As can be seen in FIG. 4, upon a more or less direct bottom impact, the lower frame element 16 tends to flex or compress and flatten out whereby the stresses are distributed widely over a flattened bottom at 28 while leaving a rounded edge portion at 28a and 28b which substantially eliminates any wear at these two points. FIG. 5 illustrates the deformation of the lower frame element during a side impact whereby the bottom wall 16a and upper wall 16b deform slightly as shown in the dotted line to distribute stress avoiding any point contact stresses.
The bottom frame element 16 is designed to deflect only up to a predetermined amount and distribute the stresses as widely as possible while still maintaining the configuration of the hull so as to prevent the collapse of the top and bottom hull portions under normal extreme impact conditions. The predetermined amount of deflection is determined mainly by the intersection of vertical member 24 with the upper walls 16a and 16b such as at the illustrated points 30 and 32 whereby at a predetermined maximum amount of deflection, the lower frame element would assume a shape as shown by the dotted lines 34 in FIG. 4.

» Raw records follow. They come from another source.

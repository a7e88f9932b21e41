//! Deterministic preprocessing of validated records
//!
//! Transforms a raw record into the fully-numeric vector the trained model
//! consumes. Every declared feature appears in the output, in schema order,
//! guaranteeing column alignment with the artifact. The transformation is
//! pure: same record and schema in, same vector out.

use serde_json::Value;

use super::validator::numeric_value;
use super::{FeatureKind, FeatureSchema, FeatureSpec, Record};
use crate::error::{ServingError, ServingResult};

/// Model-ready numeric representation of one record, column-aligned with the
/// schema. Derived, never mutated after creation.
#[derive(Debug, Clone, PartialEq)]
pub struct FeatureVector {
    values: Vec<f64>,
}

impl FeatureVector {
    pub(crate) fn new(values: Vec<f64>) -> Self {
        Self { values }
    }

    pub fn len(&self) -> usize {
        self.values.len()
    }

    pub fn is_empty(&self) -> bool {
        self.values.is_empty()
    }

    pub fn get(&self, index: usize) -> Option<f64> {
        self.values.get(index).copied()
    }

    pub fn as_slice(&self) -> &[f64] {
        &self.values
    }
}

/// Preprocess a record into a feature vector.
///
/// `impute_missing` selects between schema-default imputation and a NaN
/// sentinel for absent optional fields. Fails only when a present value
/// cannot be coerced after validation has already accepted the record.
pub fn preprocess(
    record: &Record,
    schema: &FeatureSchema,
    impute_missing: bool,
) -> ServingResult<FeatureVector> {
    let mut values = Vec::with_capacity(schema.len());
    for spec in schema.iter() {
        let encoded = match record.get(&spec.name) {
            None | Some(Value::Null) => missing_value(spec, impute_missing)?,
            Some(value) => encode(spec, value)?,
        };
        values.push(encoded);
    }
    Ok(FeatureVector::new(values))
}

fn missing_value(spec: &FeatureSpec, impute: bool) -> ServingResult<f64> {
    if spec.required {
        // Validation rejects absent required fields; reaching this branch
        // means the caller skipped validation.
        return Err(ServingError::preprocessing(
            &spec.name,
            "required field absent after validation",
        ));
    }
    if impute {
        Ok(spec.default.unwrap_or(0.0))
    } else {
        Ok(f64::NAN)
    }
}

fn encode(spec: &FeatureSpec, value: &Value) -> ServingResult<f64> {
    match spec.kind {
        FeatureKind::Numeric => numeric_value(value).ok_or_else(|| {
            ServingError::preprocessing(
                &spec.name,
                format!("cannot coerce {} to numeric", value),
            )
        }),
        FeatureKind::Categorical => {
            let allowed = spec.allowed_values.as_deref().unwrap_or(&[]);
            // Encoding is the position in the declared category ordering.
            for (code, candidate) in allowed.iter().enumerate() {
                if category_matches(candidate, value) {
                    return Ok(code as f64);
                }
            }
            Err(ServingError::preprocessing(
                &spec.name,
                format!("value {} has no category code", value),
            ))
        }
    }
}

fn category_matches(candidate: &Value, value: &Value) -> bool {
    match (candidate, value) {
        (Value::String(a), Value::String(b)) => a == b,
        (Value::Number(_), _) | (_, Value::Number(_)) => {
            match (numeric_value(candidate), numeric_value(value)) {
                (Some(a), Some(b)) => a == b,
                _ => false,
            }
        }
        (a, b) => a == b,
    }
}

#[cfg(test)]
mod tests {
    use super::*;
    use crate::schema::FeatureSpec;
    use serde_json::json;

    fn test_schema() -> FeatureSchema {
        FeatureSchema::new(vec![
            FeatureSpec::categorical("agecat", vec![json!(1), json!(2), json!(3)]).required(),
            FeatureSpec::numeric("T_stage").required().with_bounds(0.0, 4.0),
            FeatureSpec {
                default: Some(1.0),
                ..FeatureSpec::numeric("PERFORMANCE_ID")
            },
            FeatureSpec::numeric("num_pos_lymph_node"),
        ])
        .unwrap()
    }

    fn record(value: serde_json::Value) -> Record {
        match value {
            serde_json::Value::Object(map) => map,
            _ => unreachable!(),
        }
    }

    #[test]
    fn test_output_aligned_with_schema_order() {
        let schema = test_schema();
        let vector = preprocess(
            &record(json!({"T_stage": 2, "agecat": 2, "num_pos_lymph_node": 5})),
            &schema,
            true,
        )
        .unwrap();
        assert_eq!(vector.len(), schema.len());
        // agecat=2 encodes to category position 1.
        assert_eq!(vector.as_slice(), &[1.0, 2.0, 1.0, 5.0]);
    }

    #[test]
    fn test_missing_optional_imputed_with_default() {
        let vector = preprocess(
            &record(json!({"agecat": 1, "T_stage": 0})),
            &test_schema(),
            true,
        )
        .unwrap();
        assert_eq!(vector.get(2), Some(1.0)); // declared default
        assert_eq!(vector.get(3), Some(0.0)); // implicit default
    }

    #[test]
    fn test_missing_optional_sentinel_when_not_imputing() {
        let vector = preprocess(
            &record(json!({"agecat": 1, "T_stage": 0})),
            &test_schema(),
            false,
        )
        .unwrap();
        assert!(vector.get(2).unwrap().is_nan());
    }

    #[test]
    fn test_missing_required_is_preprocessing_error() {
        let err = preprocess(&record(json!({"agecat": 1})), &test_schema(), true).unwrap_err();
        assert_eq!(err.kind(), "preprocessing_error");
    }

    #[test]
    fn test_uncoercible_value_is_preprocessing_error() {
        let err = preprocess(
            &record(json!({"agecat": 1, "T_stage": {"nested": true}})),
            &test_schema(),
            true,
        )
        .unwrap_err();
        assert_eq!(err.kind(), "preprocessing_error");
    }

    #[test]
    fn test_deterministic() {
        let schema = test_schema();
        let rec = record(json!({"agecat": 3, "T_stage": 4, "num_pos_lymph_node": 2}));
        let a = preprocess(&rec, &schema, true).unwrap();
        let b = preprocess(&rec, &schema, true).unwrap();
        assert_eq!(a, b);
    }
}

FIGS. 6 and 7 illustrate ths seat section 14 as having rounded forward and aft corners at 36 and 38 to eliminate sharp edges and stress concentration at these points during longitudinal flexing of the hull which becomes an important factor in reducing skin wear and abrading at these points where weight is concentrated in the seat section. Seat section 14 is a molded hollow construction which coextends and conforms generally to the cross-sectional configuration of the molded hull A within the interior thereof in the seat section as shown in FIG. 7. Cutouts 14a and 14b in the seat receive extended ends 16a and 18a of frame elements 16 and 18 providing hinge joints.
Thus, it can be seen that an advantageous construction for a supportive framework for a kayak, canoe or the like having a generally flexible hull can be had according to the invention wherein a unique bulbous bottom frame element compresses from a slight amount to a predetermined maximum amount upon impact with the water or obstacles therein affording distribution of the stresses widely over the impact area without over-flexing and hull disfiguration due to collapse of the upper and lower sections. The seat section is also construction for elimination of point stress, all of which results in reduced wear and abrading of the skin material of the flexible hull as compared to the prior art such as that shown in FIG. 8 wherein impact of the bottom frame element 40 having a box cross section results in concentration of stress at the rigid corners 42 and 44 and wear and abrading of the skin at these points, usually along longitudinal lines.
While a preferred embodiment of the invention has been described using specific terms, such description is for illustrative purposes only, and it is to be understood that changes and variations may be made without departing from the spirit or scope of the following claims.